What it isn't is money.  A study found that people living below the poverty line rated their life satisfaction on a par with those above it.
(This seems contradictory to what Daniel Kahneman was saying.)

It isn't youth.  As we get older we tend to accentuate positive memories leading to higher overall contentment.

It isn't the opposite of sadness.  Dr. Sonja Lyubomirski, a researcher at the University of California, Riverside states she would use two different measures, one for happiness and one for depression.

Happiness isn't an emotion at all says Dr. Sonja - it's more an overall  characteristic or disposition.

Psychologist Tal Ben-Shahar says that it's a combination of meaning and pleasure .  We need what we're experiencing to be meaningful.

Dr. Sonja and her peers claim that we can change our levels of happiness. Much of our happiness lies in our perception.

She claims that happiness is a combination of meaning and pleasure. She states the we need what we're experiencing to be meaningful.

She, and many of her peers claim that we can change our levels of happiness.  She is convinced that we can become happier, but you have to work at it every day of your life.
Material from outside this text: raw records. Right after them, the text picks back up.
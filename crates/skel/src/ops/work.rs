//! Work bodies shared by the operation catalog.
//!
//! Everything here runs on a worker thread (or inline for sync calls) and
//! only touches data captured at prepare time.

use std::collections::BTreeMap;
use std::time::Duration;

use parking_lot::Mutex;
use skel_types::CallError;

/// Entries built by [`expensive_work`]
pub const WORK_TO_DO: usize = 100_000;

/// Phrases must contain this at least once
pub const REQUIRED_WORD: &str = "rawr";

/// Single process-wide lock that `contentious_threads` bodies fight over
static CONTENDED: Mutex<()> = parking_lot::const_mutex(());

/// Fill an ordered map with `n` stringified integers, then read every entry back.
pub fn expensive_work(n: usize) -> Result<(), CallError> {
    let container: BTreeMap<usize, String> = (0..n).map(|i| (i, i.to_string())).collect();

    for i in 0..n {
        if container.get(&i).map(String::as_str) != Some(i.to_string().as_str()) {
            return Err(CallError::runtime("Uh oh, this should never happen"));
        }
    }
    Ok(())
}

/// [`expensive_work`] while holding the process-wide lock.
pub fn contended_work(n: usize) -> Result<(), CallError> {
    let _guard = CONTENDED.lock();
    expensive_work(n)
}

pub fn sleep_ms(ms: u64) {
    std::thread::sleep(Duration::from_millis(ms));
}

/// Domain rule for phrase operations.
pub fn require_rawr(phrase: &str) -> Result<(), CallError> {
    if phrase.contains(REQUIRED_WORD) {
        Ok(())
    } else {
        Err(CallError::domain("we really would prefer rawr all the time"))
    }
}
//! Throughput benchmarks driven by the `skel-bench` binary.

mod harness;
pub mod memory;

pub use harness::{batch, object_async, single, BatchMode, BatchOptions, BenchError, BenchReport, SingleReport};
pub use memory::MemorySnapshot;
Try to be grateful, try to be optimistic, to invest in relationships, or do whatever it takes to make you happy.   What all of us can do to perpetuate our happiness is to spread it to others through acts of joy and kindness.  It is contagious if we choose it to be.

There is an on-line test written by Dr. Martin Seligman can take to find out your happiness level is.   Register for Seligman test (click on link)

 My personal feeling is that there are levels of happiness.  If I get up after a good night's sleep with nothing hurting I have the contented feeling of all's right with my world.  If I am anticipating seeing a  member of my family or going to a pleasurable event my feeling of happiness rises.  When I see my daughter's smiling face as I enter the airport gate my happiness knows no bounds.  Psychologists claim it is not an emotion, but I am not so sure.  It feels like an emotion to me.

If you have been around a toddler recently you probably know the song "If you're happy and you know it clap your hands."  And I am sure you joined in singing it.  Didn't you immediately feel happier?  I think Dr. Sonja is on to something.

Okay - a one an'a two.  Lets all sing If you're happy and you know it clap your hands.